> [WHAT THIS TASK INVOLVES]:
Return every line of the data below, exactly.
BEGIN RECORDS SUPPLIED
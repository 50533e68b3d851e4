pub mod cold;
pub mod error;
pub mod files;
pub mod hot;
pub mod sessions;
pub mod state;

pub use cold::{ColdStore, InMemoryColdStore, S3ColdStore};
pub use error::{Result, StoreError};
pub use files::FileStore;
pub use hot::{HotStore, InMemoryHotStore, RedisHotStore};
pub use sessions::SessionStore;
pub use state::{StateStore, StateStoreConfig};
END RECORDS SUPPLIED
> [EXERCISE SOLUTION]:
repository 50533e68b3d851e4
pub mod cold;
pub mod error;
pub mod files;
pub mod hot;
pub mod sessions;
pub mod state;

pub use cold::{ColdStore, InMemoryColdStore, S3ColdStore};
pub use error::{Result, StoreError};
pub use files::FileStore;
pub use hot::{HotStore, InMemoryHotStore, RedisHotStore};
pub use sessions::SessionStore;
pub use state::{StateStore, StateStoreConfig};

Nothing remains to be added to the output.